Print the records below once again, exactly as they were given.

(Saved entries)
━━━

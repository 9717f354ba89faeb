//! Collects the subscriber's email address and phone number.
//!
//! Either endpoint may be left empty, but not both. An invalid value is asked
//! for again, as is an all-empty answer, up to `max_prompt_attempts` times.

use async_trait::async_trait;
use std::sync::Arc;
use tracing::{info, warn};

use super::{Activity, ActivityContext, ActivityKind, ActivityOutcome};
use crate::constants::reasons;
use crate::interfaces::{Protocol, UserInput, CANCEL_COMMAND};
use crate::models::Payload;

enum PromptError {
    Cancelled,
    Exhausted(Protocol),
}

pub struct GetContactActivity {
    input: Arc<dyn UserInput>,
    max_prompt_attempts: u32,
}

impl GetContactActivity {
    pub fn new(input: Arc<dyn UserInput>, max_prompt_attempts: u32) -> Self {
        Self {
            input,
            max_prompt_attempts: max_prompt_attempts.max(1),
        }
    }

    fn label(protocol: Protocol) -> &'static str {
        match protocol {
            Protocol::Email => "Email",
            Protocol::Sms => "Phone",
        }
    }

    /// Ask for one endpoint; an empty answer means "not provided"
    async fn prompt_endpoint(&self, protocol: Protocol) -> Result<String, PromptError> {
        for _ in 0..self.max_prompt_attempts {
            let value = self
                .input
                .prompt_for_value(Self::label(protocol))
                .await
                .ok_or(PromptError::Cancelled)?;
            let value = value.trim().to_string();

            if value.is_empty() || protocol.is_valid_endpoint(&value) {
                return Ok(value);
            }
            warn!(protocol = %protocol, "Rejected invalid contact endpoint");
            self.input
                .show(&format!("'{value}' is not a valid {protocol} endpoint."))
                .await;
        }
        Err(PromptError::Exhausted(protocol))
    }

    async fn collect(&self) -> Result<(String, String), PromptError> {
        for _ in 0..self.max_prompt_attempts {
            let email = self.prompt_endpoint(Protocol::Email).await?;
            let sms = self.prompt_endpoint(Protocol::Sms).await?;
            if !email.is_empty() || !sms.is_empty() {
                return Ok((email, sms));
            }
            self.input
                .show("Please enter an email address, a phone number, or both.")
                .await;
        }
        Err(PromptError::Exhausted(Protocol::Email))
    }
}

#[async_trait]
impl Activity for GetContactActivity {
    fn kind(&self) -> ActivityKind {
        ActivityKind::GetContact
    }

    async fn execute(&self, ctx: &ActivityContext, _input: Option<Payload>) -> ActivityOutcome {
        self.input
            .show("Please enter your email address and/or your phone number to confirm your subscription.")
            .await;
        self.input
            .show(&format!(
                "If you enter a phone number, it must be able to receive SMS messages. Type '{CANCEL_COMMAND}' to cancel."
            ))
            .await;

        match self.collect().await {
            Ok((email, sms)) => {
                info!(
                    workflow_id = %ctx.workflow_id(),
                    has_email = !email.is_empty(),
                    has_sms = !sms.is_empty(),
                    "Contact information collected"
                );
                ActivityOutcome::Completed(Payload::new().with("email", email).with("sms", sms))
            }
            Err(PromptError::Cancelled) => {
                ActivityOutcome::failed(reasons::NO_INPUT, "input cancelled by user")
            }
            Err(PromptError::Exhausted(protocol)) => ActivityOutcome::failed(
                reasons::NO_INPUT,
                format!(
                    "no valid {protocol} entered after {} attempts",
                    self.max_prompt_attempts
                ),
            ),
        }
    }
}

#[cfg(test)]
mod tests {
    use super::*;
    use crate::interfaces::ScriptedUserInput;
    use crate::models::DefinitionKey;

    fn ctx() -> ActivityContext {
        ActivityContext::detached("wf-1", DefinitionKey::new("get_contact_activity", "1"))
    }

    #[tokio::test]
    async fn test_collects_both_endpoints() {
        let input = Arc::new(ScriptedUserInput::new(["user@example.com", "+12065550100"]));
        let activity = GetContactActivity::new(input, 3);

        let outcome = activity.execute(&ctx(), None).await;
        let ActivityOutcome::Completed(payload) = outcome else {
            panic!("expected completion, got {outcome:?}");
        };
        assert_eq!(payload.get_str("email"), Some("user@example.com"));
        assert_eq!(payload.get_str("sms"), Some("+12065550100"));
    }

    #[tokio::test]
    async fn test_invalid_value_is_prompted_again() {
        let input = Arc::new(ScriptedUserInput::new(["nope", "user@example.com", ""]));
        let activity = GetContactActivity::new(input.clone(), 3);

        let outcome = activity.execute(&ctx(), None).await;
        let ActivityOutcome::Completed(payload) = outcome else {
            panic!("expected completion, got {outcome:?}");
        };
        assert_eq!(payload.get_str("email"), Some("user@example.com"));
        assert_eq!(payload.get_str("sms"), Some(""));
        assert_eq!(input.prompts(), vec!["Email", "Email", "Phone"]);
    }

    #[tokio::test]
    async fn test_cancel_fails_with_no_input() {
        let input = Arc::new(ScriptedUserInput::from_answers([None]));
        let activity = GetContactActivity::new(input, 3);

        match activity.execute(&ctx(), None).await {
            ActivityOutcome::Failed { reason, .. } => assert_eq!(reason, reasons::NO_INPUT),
            other => panic!("expected failure, got {other:?}"),
        }
    }

    #[tokio::test]
    async fn test_exhausted_attempts_fail() {
        let input = Arc::new(ScriptedUserInput::new(["bad", "worse"]));
        let activity = GetContactActivity::new(input, 2);

        match activity.execute(&ctx(), None).await {
            ActivityOutcome::Failed { reason, detail } => {
                assert_eq!(reason, reasons::NO_INPUT);
                assert!(detail.contains("email"));
            }
            other => panic!("expected failure, got {other:?}"),
        }
    }
}
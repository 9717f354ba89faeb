//! # Messaging Module
//!
//! The orchestration service contract and its backends: an in-memory service
//! for single-process runs and a PostgreSQL service for durable,
//! multi-process deployments. Both share the bookkeeping in [`ledger`].

pub mod errors;
pub mod in_memory;
pub mod ledger;
pub mod message;
#[cfg(feature = "postgres")]
pub mod postgres;
pub mod service;

pub use errors::{MessagingError, MessagingResult};
pub use in_memory::{InMemoryOrchestrationService, InMemoryServiceConfig};
pub use ledger::{ActivityTaskRecord, DecisionSlot, ExecutionLedger};
pub use message::*;
#[cfg(feature = "postgres")]
pub use postgres::{PgOrchestrationService, PgServiceConfig};
pub use service::OrchestrationService;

━━━

■ **ANSWER SPACE**:
repository 9717f354ba89faeb
//! Collects the subscriber's email address and phone number.
//!
//! Either endpoint may be left empty, but not both. An invalid value is asked
//! for again, as is an all-empty answer, up to `max_prompt_attempts` times.

use async_trait::async_trait;
use std::sync::Arc;
use tracing::{info, warn};

use super::{Activity, ActivityContext, ActivityKind, ActivityOutcome};
use crate::constants::reasons;
use crate::interfaces::{Protocol, UserInput, CANCEL_COMMAND};
use crate::models::Payload;

enum PromptError {
    Cancelled,
    Exhausted(Protocol),
}

pub struct GetContactActivity {
    input: Arc<dyn UserInput>,
    max_prompt_attempts: u32,
}

impl GetContactActivity {
    pub fn new(input: Arc<dyn UserInput>, max_prompt_attempts: u32) -> Self {
        Self {
            input,
            max_prompt_attempts: max_prompt_attempts.max(1),
        }
    }

    fn label(protocol: Protocol) -> &'static str {
        match protocol {
            Protocol::Email => "Email",
            Protocol::Sms => "Phone",
        }
    }

    /// Ask for one endpoint; an empty answer means "not provided"
    async fn prompt_endpoint(&self, protocol: Protocol) -> Result<String, PromptError> {
        for _ in 0..self.max_prompt_attempts {
            let value = self
                .input
                .prompt_for_value(Self::label(protocol))
                .await
                .ok_or(PromptError::Cancelled)?;
            let value = value.trim().to_string();

            if value.is_empty() || protocol.is_valid_endpoint(&value) {
                return Ok(value);
            }
            warn!(protocol = %protocol, "Rejected invalid contact endpoint");
            self.input
                .show(&format!("'{value}' is not a valid {protocol} endpoint."))
                .await;
        }
        Err(PromptError::Exhausted(protocol))
    }

    async fn collect(&self) -> Result<(String, String), PromptError> {
        for _ in 0..self.max_prompt_attempts {
            let email = self.prompt_endpoint(Protocol::Email).await?;
            let sms = self.prompt_endpoint(Protocol::Sms).await?;
            if !email.is_empty() || !sms.is_empty() {
                return Ok((email, sms));
            }
            self.input
                .show("Please enter an email address, a phone number, or both.")
                .await;
        }
        Err(PromptError::Exhausted(Protocol::Email))
    }
}

#[async_trait]
impl Activity for GetContactActivity {
    fn kind(&self) -> ActivityKind {
        ActivityKind::GetContact
    }

    async fn execute(&self, ctx: &ActivityContext, _input: Option<Payload>) -> ActivityOutcome {
        self.input
            .show("Please enter your email address and/or your phone number to confirm your subscription.")
            .await;
        self.input
            .show(&format!(
                "If you enter a phone number, it must be able to receive SMS messages. Type '{CANCEL_COMMAND}' to cancel."
            ))
            .await;

        match self.collect().await {
            Ok((email, sms)) => {
                info!(
                    workflow_id = %ctx.workflow_id(),
                    has_email = !email.is_empty(),
                    has_sms = !sms.is_empty(),
                    "Contact information collected"
                );
                ActivityOutcome::Completed(Payload::new().with("email", email).with("sms", sms))
            }
            Err(PromptError::Cancelled) => {
                ActivityOutcome::failed(reasons::NO_INPUT, "input cancelled by user")
            }
            Err(PromptError::Exhausted(protocol)) => ActivityOutcome::failed(
                reasons::NO_INPUT,
                format!(
                    "no valid {protocol} entered after {} attempts",
                    self.max_prompt_attempts
                ),
            ),
        }
    }
}

#[cfg(test)]
mod tests {
    use super::*;
    use crate::interfaces::ScriptedUserInput;
    use crate::models::DefinitionKey;

    fn ctx() -> ActivityContext {
        ActivityContext::detached("wf-1", DefinitionKey::new("get_contact_activity", "1"))
    }

    #[tokio::test]
    async fn test_collects_both_endpoints() {
        let input = Arc::new(ScriptedUserInput::new(["user@example.com", "+12065550100"]));
        let activity = GetContactActivity::new(input, 3);

        let outcome = activity.execute(&ctx(), None).await;
        let ActivityOutcome::Completed(payload) = outcome else {
            panic!("expected completion, got {outcome:?}");
        };
        assert_eq!(payload.get_str("email"), Some("user@example.com"));
        assert_eq!(payload.get_str("sms"), Some("+12065550100"));
    }

    #[tokio::test]
    async fn test_invalid_value_is_prompted_again() {
        let input = Arc::new(ScriptedUserInput::new(["nope", "user@example.com", ""]));
        let activity = GetContactActivity::new(input.clone(), 3);

        let outcome = activity.execute(&ctx(), None).await;
        let ActivityOutcome::Completed(payload) = outcome else {
            panic!("expected completion, got {outcome:?}");
        };
        assert_eq!(payload.get_str("email"), Some("user@example.com"));
        assert_eq!(payload.get_str("sms"), Some(""));
        assert_eq!(input.prompts(), vec!["Email", "Email", "Phone"]);
    }

    #[tokio::test]
    async fn test_cancel_fails_with_no_input() {
        let input = Arc::new(ScriptedUserInput::from_answers([None]));
        let activity = GetContactActivity::new(input, 3);

        match activity.execute(&ctx(), None).await {
            ActivityOutcome::Failed { reason, .. } => assert_eq!(reason, reasons::NO_INPUT),
            other => panic!("expected failure, got {other:?}"),
        }
    }

    #[tokio::test]
    async fn test_exhausted_attempts_fail() {
        let input = Arc::new(ScriptedUserInput::new(["bad", "worse"]));
        let activity = GetContactActivity::new(input, 2);

        match activity.execute(&ctx(), None).await {
            ActivityOutcome::Failed { reason, detail } => {
                assert_eq!(reason, reasons::NO_INPUT);
                assert!(detail.contains("email"));
            }
            other => panic!("expected failure, got {other:?}"),
        }
    }
}
repository 9717f354ba89faeb
//! # Messaging Module
//!
//! The orchestration service contract and its backends: an in-memory service
//! for single-process runs and a PostgreSQL service for durable,
//! multi-process deployments. Both share the bookkeeping in [`ledger`].

pub mod errors;
pub mod in_memory;
pub mod ledger;
pub mod message;
#[cfg(feature = "postgres")]
pub mod postgres;
pub mod service;

pub use errors::{MessagingError, MessagingResult};
pub use in_memory::{InMemoryOrchestrationService, InMemoryServiceConfig};
pub use ledger::{ActivityTaskRecord, DecisionSlot, ExecutionLedger};
pub use message::*;
#[cfg(feature = "postgres")]
pub use postgres::{PgOrchestrationService, PgServiceConfig};
pub use service::OrchestrationService;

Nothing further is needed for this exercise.